> _Requirement_:
An exact copy of every record below is what's needed here.

[Records excerpted from a collection]
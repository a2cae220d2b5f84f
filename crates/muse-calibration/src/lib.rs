//! # muse-calibration
//!
//! Audits how well predicted confidence matches observed acceptance:
//! reliability (bin-wise agreement), sharpness (score spread), and accuracy
//! (mean absolute error), with canned remediation guidance. Diagnostic only:
//! it reports, it never adjusts weights.

mod engine;

pub use engine::{CalibrationEngine, CalibrationSample};
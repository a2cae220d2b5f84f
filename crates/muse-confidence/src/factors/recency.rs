use chrono::{DateTime, Utc};

use super::days_between;

/// Recency factor: step function of days since the pattern was last seen.
///
/// Range: 0.3 – 1.0.
pub fn calculate(last_seen: DateTime<Utc>, now: DateTime<Utc>) -> f64 {
    let days = days_between(last_seen, now);
    if days <= 1.0 {
        1.0
    } else if days <= 7.0 {
        0.9
    } else if days <= 30.0 {
        0.7
    } else if days <= 90.0 {
        0.5
    } else {
        0.3
    }
}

> _Task answer_:
repository a2cae220d2b5f84f
filename crates/muse-calibration/src/lib.rs
//! # muse-calibration
//!
//! Audits how well predicted confidence matches observed acceptance:
//! reliability (bin-wise agreement), sharpness (score spread), and accuracy
//! (mean absolute error), with canned remediation guidance. Diagnostic only:
//! it reports, it never adjusts weights.

mod engine;

pub use engine::{CalibrationEngine, CalibrationSample};
repository a2cae220d2b5f84f
filename crates/muse-confidence/src/factors/recency.rs
use chrono::{DateTime, Utc};

use super::days_between;

/// Recency factor: step function of days since the pattern was last seen.
///
/// Range: 0.3 – 1.0.
pub fn calculate(last_seen: DateTime<Utc>, now: DateTime<Utc>) -> f64 {
    let days = days_between(last_seen, now);
    if days <= 1.0 {
        1.0
    } else if days <= 7.0 {
        0.9
    } else if days <= 30.0 {
        0.7
    } else if days <= 90.0 {
        0.5
    } else {
        0.3
    }
}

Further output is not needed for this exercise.